__WHAT YOU SHOULD DO__. For this exercise, return all the data exactly as it stands.

[[ DATA RECORDS open ]]

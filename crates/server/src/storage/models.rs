// Database models (internal, may differ from public DTOs)

use chrono::{DateTime, Utc};
use sqlx::FromRow;
use uuid::Uuid;

// ============================================
// Auth models
// ============================================

#[derive(Debug, Clone, FromRow)]
pub struct UserRow {
    pub id: Uuid,
    pub username: String,
    pub password_hash: String,
    pub role: String,
    pub verified: bool,
    pub created_at: DateTime<Utc>,
    pub updated_at: DateTime<Utc>,
}

#[derive(Debug, Clone)]
pub struct CreateUserRow {
    pub username: String,
    pub password_hash: String,
    pub role: String,
}

// ============================================
// News models
// ============================================

#[derive(Debug, Clone, FromRow)]
pub struct NewsRow {
    pub id: Uuid,
    pub title: String,
    pub content: String,
    pub author: String,
    pub created_at: DateTime<Utc>,
    pub updated_at: DateTime<Utc>,
}

#[derive(Debug, Clone)]
pub struct CreateNewsRow {
    pub title: String,
    pub content: String,
    pub author: String,
}

#[derive(Debug, Clone, Default)]
pub struct UpdateNews {
    pub title: Option<String>,
    pub content: Option<String>,
}

#[derive(Debug, Clone, FromRow)]
pub struct TagRow {
    pub news_id: Uuid,
    pub name: String,
    pub color: String,
    pub created_at: DateTime<Utc>,
}

#[derive(Debug, Clone)]
pub struct CreateTagRow {
    pub news_id: Uuid,
    pub name: String,
    pub color: String,
}

#[derive(Debug, Clone)]
pub struct UpdateTag {
    pub name: String,
    pub color: String,
}

// ============================================
// Comment models
// ============================================

#[derive(Debug, Clone, FromRow)]
pub struct CommentRow {
    pub id: Uuid,
    pub news_id: Uuid,
    pub username: String,
    pub content: String,
    pub created_at: DateTime<Utc>,
    pub updated_at: DateTime<Utc>,
}

#[derive(Debug, Clone)]
pub struct CreateCommentRow {
    pub news_id: Uuid,
    pub username: String,
    pub content: String,
}
// Input validation for account and content APIs
//
// Hard limits, not configurable. Values allow legitimate use while keeping
// request bodies and stored rows bounded.

use super::common::ApiError;

// =============================================================================
// Input Size Limits
// =============================================================================

/// Maximum username length in characters.
pub const MAX_USERNAME_CHARS: usize = 64;

/// Minimum password length in characters.
pub const MIN_PASSWORD_CHARS: usize = 8;

/// Maximum password length in characters. Bounds hashing cost.
pub const MAX_PASSWORD_CHARS: usize = 256;

/// Maximum article title length in characters.
pub const MAX_TITLE_CHARS: usize = 256;

/// Maximum article body size.
pub const MAX_CONTENT_BYTES: usize = 64 * 1024; // 64 KB

/// Maximum tag name length in characters.
pub const MAX_TAG_NAME_CHARS: usize = 64;

/// Maximum tag color length in characters.
pub const MAX_TAG_COLOR_CHARS: usize = 32;

/// Maximum comment size.
pub const MAX_COMMENT_BYTES: usize = 4 * 1024; // 4 KB

// =============================================================================
// Validation Functions
// =============================================================================

/// Validation error carrying the message shown to the client
#[derive(Debug, Clone, PartialEq, Eq)]
pub struct ValidationError(pub &'static str);

impl From<ValidationError> for ApiError {
    fn from(e: ValidationError) -> Self {
        ApiError::Validation(e.0.to_string())
    }
}

fn require_text(
    value: &str,
    max_chars: usize,
    message: &'static str,
) -> Result<(), ValidationError> {
    let value = value.trim();
    if value.is_empty() || value.chars().count() > max_chars {
        tracing::warn!(
            "Validation failed: {} ({} chars, max: {})",
            message,
            value.chars().count(),
            max_chars
        );
        return Err(ValidationError(message));
    }
    Ok(())
}

pub fn validate_username(username: &str) -> Result<(), ValidationError> {
    require_text(
        username,
        MAX_USERNAME_CHARS,
        "Username must be between 1 and 64 characters",
    )?;
    if username.trim() != username || username.chars().any(char::is_whitespace) {
        return Err(ValidationError("Username must not contain whitespace"));
    }
    Ok(())
}

pub fn validate_password(password: &str) -> Result<(), ValidationError> {
    let len = password.chars().count();
    if !(MIN_PASSWORD_CHARS..=MAX_PASSWORD_CHARS).contains(&len) {
        return Err(ValidationError(
            "Password must be between 8 and 256 characters",
        ));
    }
    Ok(())
}

pub fn validate_title(title: &str) -> Result<(), ValidationError> {
    require_text(
        title,
        MAX_TITLE_CHARS,
        "Title must be between 1 and 256 characters",
    )
}

pub fn validate_content(content: &str) -> Result<(), ValidationError> {
    if content.trim().is_empty() || content.len() > MAX_CONTENT_BYTES {
        return Err(ValidationError("Content must be non-empty and at most 64 KB"));
    }
    Ok(())
}

pub fn validate_tag(name: &str, color: &str) -> Result<(), ValidationError> {
    require_text(
        name,
        MAX_TAG_NAME_CHARS,
        "Tag name must be between 1 and 64 characters",
    )?;
    require_text(
        color,
        MAX_TAG_COLOR_CHARS,
        "Tag color must be between 1 and 32 characters",
    )
}

pub fn validate_comment(content: &str) -> Result<(), ValidationError> {
    if content.trim().is_empty() || content.len() > MAX_COMMENT_BYTES {
        return Err(ValidationError("Comment must be non-empty and at most 4 KB"));
    }
    Ok(())
}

[[ DATA RECORDS closed ]]

__RESPONSE BELOW__.
filename crates/server/src/storage/models.rs
// Database models (internal, may differ from public DTOs)

use chrono::{DateTime, Utc};
use sqlx::FromRow;
use uuid::Uuid;

// ============================================
// Auth models
// ============================================

#[derive(Debug, Clone, FromRow)]
pub struct UserRow {
    pub id: Uuid,
    pub username: String,
    pub password_hash: String,
    pub role: String,
    pub verified: bool,
    pub created_at: DateTime<Utc>,
    pub updated_at: DateTime<Utc>,
}

#[derive(Debug, Clone)]
pub struct CreateUserRow {
    pub username: String,
    pub password_hash: String,
    pub role: String,
}

// ============================================
// News models
// ============================================

#[derive(Debug, Clone, FromRow)]
pub struct NewsRow {
    pub id: Uuid,
    pub title: String,
    pub content: String,
    pub author: String,
    pub created_at: DateTime<Utc>,
    pub updated_at: DateTime<Utc>,
}

#[derive(Debug, Clone)]
pub struct CreateNewsRow {
    pub title: String,
    pub content: String,
    pub author: String,
}

#[derive(Debug, Clone, Default)]
pub struct UpdateNews {
    pub title: Option<String>,
    pub content: Option<String>,
}

#[derive(Debug, Clone, FromRow)]
pub struct TagRow {
    pub news_id: Uuid,
    pub name: String,
    pub color: String,
    pub created_at: DateTime<Utc>,
}

#[derive(Debug, Clone)]
pub struct CreateTagRow {
    pub news_id: Uuid,
    pub name: String,
    pub color: String,
}

#[derive(Debug, Clone)]
pub struct UpdateTag {
    pub name: String,
    pub color: String,
}

// ============================================
// Comment models
// ============================================

#[derive(Debug, Clone, FromRow)]
pub struct CommentRow {
    pub id: Uuid,
    pub news_id: Uuid,
    pub username: String,
    pub content: String,
    pub created_at: DateTime<Utc>,
    pub updated_at: DateTime<Utc>,
}

#[derive(Debug, Clone)]
pub struct CreateCommentRow {
    pub news_id: Uuid,
    pub username: String,
    pub content: String,
}
// Input validation for account and content APIs
//
// Hard limits, not configurable. Values allow legitimate use while keeping
// request bodies and stored rows bounded.

use super::common::ApiError;

// =============================================================================
// Input Size Limits
// =============================================================================

/// Maximum username length in characters.
pub const MAX_USERNAME_CHARS: usize = 64;

/// Minimum password length in characters.
pub const MIN_PASSWORD_CHARS: usize = 8;

/// Maximum password length in characters. Bounds hashing cost.
pub const MAX_PASSWORD_CHARS: usize = 256;

/// Maximum article title length in characters.
pub const MAX_TITLE_CHARS: usize = 256;

/// Maximum article body size.
pub const MAX_CONTENT_BYTES: usize = 64 * 1024; // 64 KB

/// Maximum tag name length in characters.
pub const MAX_TAG_NAME_CHARS: usize = 64;

/// Maximum tag color length in characters.
pub const MAX_TAG_COLOR_CHARS: usize = 32;

/// Maximum comment size.
pub const MAX_COMMENT_BYTES: usize = 4 * 1024; // 4 KB

// =============================================================================
// Validation Functions
// =============================================================================

/// Validation error carrying the message shown to the client
#[derive(Debug, Clone, PartialEq, Eq)]
pub struct ValidationError(pub &'static str);

impl From<ValidationError> for ApiError {
    fn from(e: ValidationError) -> Self {
        ApiError::Validation(e.0.to_string())
    }
}

fn require_text(
    value: &str,
    max_chars: usize,
    message: &'static str,
) -> Result<(), ValidationError> {
    let value = value.trim();
    if value.is_empty() || value.chars().count() > max_chars {
        tracing::warn!(
            "Validation failed: {} ({} chars, max: {})",
            message,
            value.chars().count(),
            max_chars
        );
        return Err(ValidationError(message));
    }
    Ok(())
}

pub fn validate_username(username: &str) -> Result<(), ValidationError> {
    require_text(
        username,
        MAX_USERNAME_CHARS,
        "Username must be between 1 and 64 characters",
    )?;
    if username.trim() != username || username.chars().any(char::is_whitespace) {
        return Err(ValidationError("Username must not contain whitespace"));
    }
    Ok(())
}

pub fn validate_password(password: &str) -> Result<(), ValidationError> {
    let len = password.chars().count();
    if !(MIN_PASSWORD_CHARS..=MAX_PASSWORD_CHARS).contains(&len) {
        return Err(ValidationError(
            "Password must be between 8 and 256 characters",
        ));
    }
    Ok(())
}

pub fn validate_title(title: &str) -> Result<(), ValidationError> {
    require_text(
        title,
        MAX_TITLE_CHARS,
        "Title must be between 1 and 256 characters",
    )
}

pub fn validate_content(content: &str) -> Result<(), ValidationError> {
    if content.trim().is_empty() || content.len() > MAX_CONTENT_BYTES {
        return Err(ValidationError("Content must be non-empty and at most 64 KB"));
    }
    Ok(())
}

pub fn validate_tag(name: &str, color: &str) -> Result<(), ValidationError> {
    require_text(
        name,
        MAX_TAG_NAME_CHARS,
        "Tag name must be between 1 and 64 characters",
    )?;
    require_text(
        color,
        MAX_TAG_COLOR_CHARS,
        "Tag color must be between 1 and 32 characters",
    )
}

pub fn validate_comment(content: &str) -> Result<(), ValidationError> {
    if content.trim().is_empty() || content.len() > MAX_COMMENT_BYTES {
        return Err(ValidationError("Comment must be non-empty and at most 4 KB"));
    }
    Ok(())
}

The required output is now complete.